CCTA is currently indicated only for symptomatic patients, but accumulating evidence advocates for its use in asymptomatic individuals too. Besides identifying calcium and estimating total plaque burden, CCTA provides information on plaque composition and the presence of high-risk plaque (HRP) features [3]. Post-processing of CCTA images can also provide the fat attenuation index (FAI), a CCTA-derived metric that detects coronary inflammation based on gradients in pericoronary adipose tissue CT attenuation [4, 5] (Fig. 1). Therefore, CCTA is a valuable tool that beyond diagnosis also reduces the incidence of coronary events, as shown by the large randomized clinical trials SCOT-HEART (Scottish Computed Tomography of the Heart) and PROMISE (Prospective Multicenter Imaging Study for Evaluation of Chest Pain) [6, 7••].
Overview of the diagnostic tools provided by CCTA and implications for risk stratification and CVD prevention. CAD coronary artery disease, CAD-RADS Coronary Artery Disease Reporting and Data System, CCTA coronary computed tomography angiography, FAI fat attenuation index, HRP high-risk plaque, HU Hounsfield units, LAD left anterior descending, LAP low attenuation plaque, LCX left circumflex, NRS napkin ring sign, PR positive remodeling, RCA right coronary artery, SC spotty calcification, SIS segment involvement score, SSS segment stenosis score
In this review, we discuss the evolution of CCTA from a diagnostic tool of CAD into a companion diagnostic for the selection of vulnerable patients and the targeted deployment of preventative treatment. We provide an overview of novel CCTA-derived imaging biomarkers that complement the traditional anatomical information provided by CCTA and discuss the current evidence and challenges for the introduction of CCTA in everyday clinical practice as a screening tool in asymptomatic individuals.

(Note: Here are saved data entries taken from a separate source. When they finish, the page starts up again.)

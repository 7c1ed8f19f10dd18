//! Iterative FIND_PEER walk followed by a STORE fan-out.

use bytes::Bytes;
use futures::stream::{FuturesUnordered, StreamExt as _};
use tracing::debug;

use super::{ALPHA, LOOKUP_TIMEOUT};
use crate::engine::Shared;
use crate::error::Error;
use crate::id::Id;
use crate::lookup::CandidateSet;
use crate::message::{Body as _, FindPeerRequest, FindPeerResponse, MessageKind, StoreRequest};

/// Replicas placed per stored value.
pub const REDUNDANT_SAVE_COUNT: usize = 3;

/// Locates the peers closest to `key` and sends each a STORE of `value`.
///
/// Phase one is a plain FIND_PEER walk; anything but a decodable
/// FIND_PEER_RESPONSE flags the candidate invalid. Phase two replicates
/// onto the closest responsive peers, fire-and-forget: a STORE has no
/// acknowledgement at this layer.
pub(crate) async fn run(shared: &Shared, key: Id, value: Bytes) -> Result<(), Error> {
    let mut set = CandidateSet::new(key, shared.table.find(&key), shared.local_addrs());
    let mut pending = FuturesUnordered::new();

    loop {
        for peer in set.select_new_closest(ALPHA) {
            debug!("asking '{}' for peers near '{}'", peer.addr, key);
            pending.push(async move {
                let request = FindPeerRequest { target: key };
                let outcome = shared
                    .send_request(&request, peer.addr, LOOKUP_TIMEOUT)
                    .await;
                (peer, outcome)
            });
        }

        // The nearest candidates have stopped changing.
        let Some((peer, outcome)) = pending.next().await else {
            break;
        };

        match outcome {
            Ok((_, header, body)) if header.kind == MessageKind::FindPeerResponse => {
                match FindPeerResponse::decode(&mut &body[..]) {
                    Ok(response) => {
                        set.flag_valid(&peer.id);
                        set.add_candidates(response.peers);
                    }
                    Err(e) => {
                        debug!("undecodable peer list from '{}': {}", peer.addr, e);
                        set.flag_invalid(&peer.id);
                    }
                }
            }
            Ok((_, header, _)) => {
                debug!("unexpected response kind {:?} from '{}'", header.kind, peer.addr);
                set.flag_invalid(&peer.id);
            }
            Err(_) => set.flag_invalid(&peer.id),
        }
    }

    let targets = set.select_closest_valid(REDUNDANT_SAVE_COUNT);
    if targets.is_empty() {
        return Err(Error::MissingPeers);
    }

    debug!("storing '{}' on {} peer(s)", key, targets.len());
    for peer in targets {
        let request = StoreRequest {
            key,
            value: value.clone(),
        };
        if let Err(e) = shared.send_notification(&request, peer.addr).await {
            debug!("failed to send store request to '{}': {}", peer.addr, e);
        }
    }

    Ok(())
}
//! Iterative FIND_VALUE walk.

use bytes::Bytes;
use futures::stream::{FuturesUnordered, StreamExt as _};
use tracing::debug;

use super::{ALPHA, LOOKUP_TIMEOUT};
use crate::engine::Shared;
use crate::error::Error;
use crate::id::Id;
use crate::lookup::CandidateSet;
use crate::message::{Body as _, FindPeerResponse, FindValueRequest, FindValueResponse, MessageKind};

/// Walks toward `key` until some peer returns its value.
///
/// Peers that don't hold the value answer with their closest peers, which
/// join the candidate set; the walk ends with `ValueNotFound` once no
/// closer candidate is left to ask and no request is in flight.
pub(crate) async fn run(shared: &Shared, key: Id) -> Result<Bytes, Error> {
    let mut set = CandidateSet::new(key, shared.table.find(&key), shared.local_addrs());
    let mut pending = FuturesUnordered::new();

    loop {
        for peer in set.select_new_closest(ALPHA) {
            debug!("asking '{}' for value '{}'", peer.addr, key);
            pending.push(async move {
                let request = FindValueRequest { target: key };
                let outcome = shared
                    .send_request(&request, peer.addr, LOOKUP_TIMEOUT)
                    .await;
                (peer, outcome)
            });
        }

        // Nothing in flight and nobody left to ask.
        let Some((peer, outcome)) = pending.next().await else {
            return Err(Error::ValueNotFound);
        };

        let (_, header, body) = match outcome {
            Ok(reply) => reply,
            Err(_) => {
                set.flag_invalid(&peer.id);
                continue;
            }
        };

        set.flag_valid(&peer.id);

        match header.kind {
            MessageKind::FindPeerResponse => {
                // The peer didn't know the value but named closer peers.
                if let Ok(response) = FindPeerResponse::decode(&mut &body[..]) {
                    set.add_candidates(response.peers);
                } else {
                    debug!("dropping undecodable peer list from '{}'", peer.addr);
                }
            }
            MessageKind::FindValueResponse => {
                if let Ok(response) = FindValueResponse::decode(&mut &body[..]) {
                    debug!("found value '{}' at '{}'", key, peer.addr);
                    return Ok(response.value);
                }
                debug!("dropping undecodable value from '{}'", peer.addr);
            }
            kind => debug!("dropping unexpected response kind {:?}", kind),
        }
    }
}
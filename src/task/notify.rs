//! Bucket-refresh walk.
//!
//! After bootstrap the node is known only to the peers it spoke to. For
//! each occupied bucket the engine walks toward a synthetic target inside
//! that bucket's distance range; the FIND_PEER requests of the walk carry
//! our id, so every peer contacted learns about us.

use futures::stream::{FuturesUnordered, StreamExt as _};
use rand::Rng as _;
use tracing::debug;

use super::{ALPHA, LOOKUP_TIMEOUT};
use crate::engine::Shared;
use crate::id::Id;
use crate::lookup::CandidateSet;
use crate::message::{Body as _, FindPeerRequest, FindPeerResponse, MessageKind};

/// A target inside bucket `bucket` of `local`: differs from the local id
/// at that bucket's bit, matches above it, random below.
pub(crate) fn refresh_target(local: &Id, bucket: usize) -> Id {
    let mut bytes = local.flip(bucket).0;

    let byte_idx = bucket / 8;
    let bit_idx = 7 - bucket % 8;
    if bit_idx > 0 {
        let random: u8 = rand::rng().random();
        let mask = (1u8 << bit_idx) - 1;
        bytes[byte_idx] = bytes[byte_idx] & !mask | random & mask;
    }
    rand::rng().fill(&mut bytes[byte_idx + 1..]);

    Id(bytes)
}

/// Walks toward `target` purely to make this node known to the peers
/// along the way. Completes when every request has resolved.
pub(crate) async fn run(shared: &Shared, target: Id) {
    let mut set = CandidateSet::new(target, shared.table.find(&target), shared.local_addrs());
    let mut pending = FuturesUnordered::new();

    loop {
        for peer in set.select_new_closest(ALPHA) {
            debug!("notifying '{}' via lookup of '{}'", peer.addr, target);
            pending.push(async move {
                let request = FindPeerRequest { target };
                let outcome = shared
                    .send_request(&request, peer.addr, LOOKUP_TIMEOUT)
                    .await;
                (peer, outcome)
            });
        }

        let Some((peer, outcome)) = pending.next().await else {
            return;
        };

        match outcome {
            Ok((_, header, body)) => {
                // Any answer proves the peer is alive and now knows us.
                set.flag_valid(&peer.id);
                if header.kind == MessageKind::FindPeerResponse {
                    if let Ok(response) = FindPeerResponse::decode(&mut &body[..]) {
                        set.add_candidates(response.peers);
                    }
                }
            }
            Err(_) => set.flag_invalid(&peer.id),
        }
    }
}
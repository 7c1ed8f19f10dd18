//! Candidate bookkeeping for iterative k-closest walks.
//!
//! Every iterative task (finding a value, locating peers to store onto,
//! refreshing a bucket) walks the network the same way: keep an ordered set
//! of candidate peers keyed by XOR distance to the target, contact a few of
//! the nearest untried ones, and fold every response's peer list back into
//! the set until the nearest candidates stop changing. [`CandidateSet`]
//! holds that state for one walk; the owning task drives all transitions,
//! so the set needs no locking.

use std::collections::BTreeMap;
use std::net::SocketAddr;

use crate::id::Id;
use crate::routing::Peer;

/// How often a candidate that timed out may be re-contacted.
pub const MAX_ATTEMPTS: u8 = 3;

#[derive(Debug, Clone, Copy, PartialEq, Eq)]
enum CandidateState {
    /// Not contacted yet.
    Unknown,
    /// A request is in flight.
    Contacted,
    /// Answered at least once.
    Responded,
    /// The last request to it timed out.
    TimedOut,
}

#[derive(Debug)]
struct Candidate {
    peer: Peer,
    state: CandidateState,
    attempts: u8,
}

/// The candidates of one walk, ordered by distance to the target.
pub struct CandidateSet {
    target: Id,
    /// Keyed by `distance(peer.id, target)`; iteration order is
    /// nearest-first.
    candidates: BTreeMap<Id, Candidate>,
    in_flight: usize,
    local_addrs: Vec<SocketAddr>,
}

impl CandidateSet {
    /// Seeds the set. `local_addrs` are this node's own endpoints: a
    /// candidate advertising one of them is never selected.
    pub fn new(
        target: Id,
        seed: impl IntoIterator<Item = Peer>,
        local_addrs: Vec<SocketAddr>,
    ) -> Self {
        let mut set = Self {
            target,
            candidates: BTreeMap::new(),
            in_flight: 0,
            local_addrs,
        };
        set.add_candidates(seed);
        set
    }

    pub fn target(&self) -> &Id {
        &self.target
    }

    /// Folds discovered peers in as fresh candidates. A peer whose distance
    /// is already present is ignored.
    pub fn add_candidates(&mut self, peers: impl IntoIterator<Item = Peer>) {
        for peer in peers {
            let distance = peer.id.distance(&self.target);
            self.candidates.entry(distance).or_insert(Candidate {
                peer,
                state: CandidateState::Unknown,
                attempts: 0,
            });
        }
    }

    /// Picks nearest-first candidates to contact, marking each contacted,
    /// while keeping at most `max` requests in flight. Untried candidates
    /// qualify, as do timed-out ones with attempts to spare.
    pub fn select_new_closest(&mut self, max: usize) -> Vec<Peer> {
        let mut picked = Vec::new();

        for candidate in self.candidates.values_mut() {
            if self.in_flight >= max {
                break;
            }

            let selectable = match candidate.state {
                CandidateState::Unknown => true,
                CandidateState::TimedOut => candidate.attempts < MAX_ATTEMPTS,
                _ => false,
            };
            if !selectable || self.local_addrs.contains(&candidate.peer.addr) {
                continue;
            }

            candidate.state = CandidateState::Contacted;
            self.in_flight += 1;
            picked.push(candidate.peer);
        }

        picked
    }

    /// Up to `max` candidates that have responded, nearest first.
    pub fn select_closest_valid(&self, max: usize) -> Vec<Peer> {
        self.candidates
            .values()
            .filter(|c| c.state == CandidateState::Responded)
            .take(max)
            .map(|c| c.peer)
            .collect()
    }

    /// Records a response from `id`.
    pub fn flag_valid(&mut self, id: &Id) {
        let distance = id.distance(&self.target);
        let Some(candidate) = self.candidates.get_mut(&distance) else {
            debug_assert!(false, "flagged an unknown candidate");
            return;
        };

        if candidate.state == CandidateState::Contacted {
            self.in_flight -= 1;
        }
        candidate.state = CandidateState::Responded;
        candidate.attempts = 0;
    }

    /// Records a timeout or send failure for `id`.
    pub fn flag_invalid(&mut self, id: &Id) {
        let distance = id.distance(&self.target);
        let Some(candidate) = self.candidates.get_mut(&distance) else {
            debug_assert!(false, "flagged an unknown candidate");
            return;
        };

        if candidate.state == CandidateState::Contacted {
            self.in_flight -= 1;
        }
        candidate.state = CandidateState::TimedOut;
        candidate.attempts = candidate.attempts.saturating_add(1);
    }

    pub fn in_flight(&self) -> usize {
        self.in_flight
    }

    pub fn all_requests_completed(&self) -> bool {
        self.in_flight == 0
    }
}
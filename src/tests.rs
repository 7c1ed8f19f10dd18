use std::sync::Arc;
use std::time::Duration;

use tokio::net::UdpSocket;
use tokio::task::JoinHandle;
use tokio::time::timeout;

use crate::engine::{Engine, EngineConfig};
use crate::error::Error;
use crate::id::Id;
use crate::message::{
    encode_datagram, Body as _, FindPeerRequest, FindPeerResponse, FindValueRequest, Header,
    MessageKind, PingRequest, StoreRequest,
};
use crate::routing::K;

async fn spawn_node(initial_peer: Option<String>) -> (Arc<Engine>, JoinHandle<Result<(), Error>>) {
    let engine = Engine::bind(EngineConfig {
        listen_v4: "127.0.0.1:0".into(),
        listen_v6: "[::1]:0".into(),
        initial_peer,
        id: None,
    })
    .await
    .unwrap();

    let engine = Arc::new(engine);
    let runner = {
        let engine = engine.clone();
        tokio::spawn(async move { engine.run().await })
    };
    (engine, runner)
}

async fn exchange(probe: &UdpSocket, datagram: &[u8], to: std::net::SocketAddr) -> Vec<u8> {
    probe.send_to(datagram, to).await.unwrap();

    let mut buf = vec![0u8; 65536];
    let (len, _) = timeout(Duration::from_secs(1), probe.recv_from(&mut buf))
        .await
        .expect("no response within a second")
        .unwrap();
    buf.truncate(len);
    buf
}

#[tokio::test]
async fn test_standalone_node_initializes_immediately() {
    let (a, runner) = spawn_node(None).await;

    assert!(a.is_initialized());
    assert_eq!(a.peer_count(), 0);

    a.abort();
    assert!(matches!(runner.await.unwrap(), Err(Error::RunAborted)));
}

#[tokio::test]
async fn test_two_node_bootstrap() {
    let (a, _ra) = spawn_node(None).await;
    let (b, _rb) = spawn_node(Some(a.local_v4().to_string())).await;

    assert!(!b.is_initialized());
    b.bootstrap().await.unwrap();
    assert!(b.is_initialized());

    // B learned A from its response; A learned B from its requests.
    assert_eq!(b.peer_count(), 1);
    assert_eq!(a.peer_count(), 1);
}

#[tokio::test]
async fn test_bootstrap_against_dead_peer_fails() {
    // Nothing listens on the probe's endpoint once it is dropped.
    let probe = UdpSocket::bind("127.0.0.1:0").await.unwrap();
    let dead = probe.local_addr().unwrap();
    drop(probe);

    let (b, _rb) = spawn_node(Some(dead.to_string())).await;
    assert!(matches!(
        b.bootstrap().await,
        Err(Error::InitialPeerFailedToRespond)
    ));
    assert!(!b.is_initialized());
}

#[tokio::test]
async fn test_save_then_load_on_same_node_is_local() {
    let (a, _ra) = spawn_node(None).await;

    // With no peers the replication fails, but the node keeps its own copy.
    assert!(matches!(a.save(b"k", b"v").await, Err(Error::MissingPeers)));
    assert_eq!(&a.load(b"k").await.unwrap()[..], b"v");
}

#[tokio::test]
async fn test_save_and_load_across_nodes() {
    let (a, _ra) = spawn_node(None).await;
    let (b, rb) = spawn_node(Some(a.local_v4().to_string())).await;
    b.bootstrap().await.unwrap();

    b.save(b"shared key", b"shared value").await.unwrap();

    // A fresh node that never held the value finds it on the network.
    let (c, _rc) = spawn_node(Some(a.local_v4().to_string())).await;
    c.bootstrap().await.unwrap();
    let value = c.load(b"shared key").await.unwrap();
    assert_eq!(&value[..], b"shared value");

    // The writer going away doesn't lose the value: A holds a replica.
    b.abort();
    let _ = rb.await;
    let value = c.load(b"shared key").await.unwrap();
    assert_eq!(&value[..], b"shared value");
}

#[tokio::test]
async fn test_load_of_unknown_key_reports_value_not_found() {
    let (a, _ra) = spawn_node(None).await;
    let (b, _rb) = spawn_node(Some(a.local_v4().to_string())).await;
    b.bootstrap().await.unwrap();
    let (c, _rc) = spawn_node(Some(a.local_v4().to_string())).await;
    c.bootstrap().await.unwrap();

    assert!(matches!(
        c.load(b"missing").await,
        Err(Error::ValueNotFound)
    ));
}

#[tokio::test]
async fn test_large_value_round_trip() {
    let (a, _ra) = spawn_node(None).await;
    let (b, _rb) = spawn_node(Some(a.local_v4().to_string())).await;
    b.bootstrap().await.unwrap();

    let value: Vec<u8> = (0..50_000).map(|i| (i % 251) as u8).collect();
    b.save(b"big", &value).await.unwrap();

    let (c, _rc) = spawn_node(Some(a.local_v4().to_string())).await;
    c.bootstrap().await.unwrap();
    let loaded = c.load(b"big").await.unwrap();
    assert_eq!(&loaded[..], &value[..]);
}

#[tokio::test]
async fn test_ping_is_answered_with_echoed_token() {
    let (a, _ra) = spawn_node(None).await;
    let probe = UdpSocket::bind("127.0.0.1:0").await.unwrap();

    let token = Id::random();
    let datagram = encode_datagram(&Id::random(), &token, &PingRequest);
    let response = exchange(&probe, &datagram, a.local_v4()).await;

    let mut input = &response[..];
    let header = Header::decode(&mut input).unwrap();
    assert_eq!(header.kind, MessageKind::PingResponse);
    assert_eq!(header.token, token);
    assert_eq!(&header.source, a.id());
}

#[tokio::test]
async fn test_find_peer_response_excludes_requester() {
    let (a, _ra) = spawn_node(None).await;
    let probe = UdpSocket::bind("127.0.0.1:0").await.unwrap();

    let probe_id = Id::random();
    let token = Id::random();
    let datagram = encode_datagram(
        &probe_id,
        &token,
        &FindPeerRequest { target: probe_id },
    );
    let response = exchange(&probe, &datagram, a.local_v4()).await;

    let mut input = &response[..];
    let header = Header::decode(&mut input).unwrap();
    assert_eq!(header.kind, MessageKind::FindPeerResponse);
    assert_eq!(header.token, token);

    // A knows only the probe itself, which must not be echoed back.
    let body = FindPeerResponse::decode(&mut input).unwrap();
    assert!(body.peers.is_empty());
    assert_eq!(a.peer_count(), 1);
}

#[tokio::test]
async fn test_find_peer_response_is_capped_at_k() {
    let (a, _ra) = spawn_node(None).await;
    let probe = UdpSocket::bind("127.0.0.1:0").await.unwrap();

    // Teach A about more peers than fit in one response; each ping's
    // source id lands in the routing table.
    for _ in 0..K + 5 {
        let datagram = encode_datagram(&Id::random(), &Id::random(), &PingRequest);
        exchange(&probe, &datagram, a.local_v4()).await;
    }
    assert!(a.peer_count() > K);

    let datagram = encode_datagram(
        &Id::random(),
        &Id::random(),
        &FindPeerRequest {
            target: Id::random(),
        },
    );
    let response = exchange(&probe, &datagram, a.local_v4()).await;

    let mut input = &response[..];
    let header = Header::decode(&mut input).unwrap();
    assert_eq!(header.kind, MessageKind::FindPeerResponse);
    let body = FindPeerResponse::decode(&mut input).unwrap();
    assert_eq!(body.peers.len(), K);
}

#[tokio::test]
async fn test_find_value_miss_answers_with_closest_peers() {
    let (a, _ra) = spawn_node(None).await;
    let probe = UdpSocket::bind("127.0.0.1:0").await.unwrap();

    // A first learns one peer id from an inbound ping.
    let known_id = Id::random();
    let datagram = encode_datagram(&known_id, &Id::random(), &PingRequest);
    exchange(&probe, &datagram, a.local_v4()).await;

    // A value request for a key A doesn't hold falls back to routing.
    let datagram = encode_datagram(
        &Id::random(),
        &Id::random(),
        &FindValueRequest {
            target: Id::from_key(b"nowhere"),
        },
    );
    let response = exchange(&probe, &datagram, a.local_v4()).await;

    let mut input = &response[..];
    let header = Header::decode(&mut input).unwrap();
    assert_eq!(header.kind, MessageKind::FindPeerResponse);
    let body = FindPeerResponse::decode(&mut input).unwrap();
    assert_eq!(body.peers.len(), 1);
    assert_eq!(body.peers[0].id, known_id);
}

#[tokio::test]
async fn test_concurrent_saves_and_loads() {
    let (a, _ra) = spawn_node(None).await;
    let (b, _rb) = spawn_node(Some(a.local_v4().to_string())).await;
    b.bootstrap().await.unwrap();

    let saves: Vec<_> = (0..10u8)
        .map(|i| {
            let b = b.clone();
            tokio::spawn(async move { b.save(&[i], &[i; 32]).await })
        })
        .collect();
    for save in saves {
        save.await.unwrap().unwrap();
    }

    // A fresh node resolves every key over the network, in parallel.
    let (c, _rc) = spawn_node(Some(a.local_v4().to_string())).await;
    c.bootstrap().await.unwrap();

    let loads: Vec<_> = (0..10u8)
        .map(|i| {
            let c = c.clone();
            tokio::spawn(async move { (i, c.load(&[i]).await) })
        })
        .collect();
    for load in loads {
        let (i, value) = load.await.unwrap();
        assert_eq!(&value.unwrap()[..], &[i; 32]);
    }
}

#[tokio::test]
async fn test_inbound_store_request_is_served_back() {
    let (a, _ra) = spawn_node(None).await;
    let probe = UdpSocket::bind("127.0.0.1:0").await.unwrap();

    let request = StoreRequest {
        key: Id::from_key(b"direct"),
        value: bytes::Bytes::from_static(b"payload"),
    };
    let datagram = encode_datagram(&Id::random(), &Id::random(), &request);
    probe.send_to(&datagram, a.local_v4()).await.unwrap();

    // A STORE has no acknowledgement; poll the store through the engine.
    timeout(Duration::from_secs(1), async {
        loop {
            match a.load(b"direct").await {
                Ok(value) => break value,
                Err(_) => tokio::time::sleep(Duration::from_millis(5)).await,
            }
        }
    })
    .await
    .map(|value| assert_eq!(&value[..], b"payload"))
    .expect("store request never applied");
}

#[tokio::test]
async fn test_malformed_datagrams_are_dropped() {
    let (a, _ra) = spawn_node(None).await;
    let probe = UdpSocket::bind("127.0.0.1:0").await.unwrap();

    // Empty, truncated, bad version, and an unassociated response.
    probe.send_to(&[], a.local_v4()).await.unwrap();
    probe.send_to(&[0x01, 0x02], a.local_v4()).await.unwrap();
    probe.send_to(&[0x0f; 41], a.local_v4()).await.unwrap();
    let stray = encode_datagram(
        &Id::random(),
        &Id::random(),
        &FindPeerResponse::default(),
    );
    probe.send_to(&stray, a.local_v4()).await.unwrap();

    // The node keeps serving afterwards.
    let token = Id::random();
    let datagram = encode_datagram(&Id::random(), &token, &PingRequest);
    let response = exchange(&probe, &datagram, a.local_v4()).await;

    let mut input = &response[..];
    let header = Header::decode(&mut input).unwrap();
    assert_eq!(header.kind, MessageKind::PingResponse);
    assert_eq!(header.token, token);
}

CCTA for the Anatomical Assessment of the Coronary Arteries
Coronary Artery Calcium Score (CCS)
Coronary calcium depositions on the coronary wall, mostly suggestive of coronary atherosclerosis, can be identified and quantified in non-contrast enhanced CT images [8]. Image acquisition for Agatston CCS measurement is performed with the use of low radiation dose (< 1 mSv), and calculation of CCS is easy and inexpensive [9]. Since the seminal study of Agatston et al. the prognostic value of CCS has been confirmed in several studies [10,11,12,13] and is recommended for enhanced risk stratification for low- and intermediate-risk asymptomatic individuals (class IIb) and the deployment of statins [14, 15]. Although the “power of zero” CCS as a negative risk modifier is advocated [16], young individuals may present with “soft,” i.e., non-calcified plaques. Moreover, statins may increase plaque calcification, and therefore, the value of calcium scoring in patients under statin treatment is limited [17]. Despite its limitations, CCS is currently the most widely used imaging marker to risk stratify asymptomatic individuals.
Epicardial Coronary Artery Disease and the Significance of Non-Obstructive Plaques
CCTA is highly sensitive and has an excellent negative predictive value for obstructive CAD [18,19,20]. Patients without any luminal stenoses on CCTA have excellent prognosis with almost no cardiac events (either fatal or non-fatal) in large clinical studies with a long-term follow-up period, up to ten years [21,22,23]. Conversely, obstructive CAD is associated with increased mortality risk as shown by the CONFIRM registry [21]. Importantly, patients with non-obstructive plaques (< 50% luminal stenosis) also carry higher mortality risk compared to patients with no coronary atheromatosis [21, 23]. The importance of non-obstructive plaques has been also highlighted by the findings of a Danish registry in asymptomatic individuals, which indicated similar risk for CVD events for patients with either non-obstructive or obstructive CAD [24]. This finding is hardly unexpected, given that most culprit plaques for acute coronary syndromes are small non-obstructive atheromas [25]. This is an important clinical observation, since CCTA is currently the only imaging modality capable of detecting non-obstructive plaques in contrary to ischemia tests that rely on the presence of significant luminal stenoses. The importance of non-obstructive plaques favors the clinical use of CCTA even in asymptomatic individuals before the development of angina symptoms to deploy preventive treatment and reduce the risk of plaque rupture.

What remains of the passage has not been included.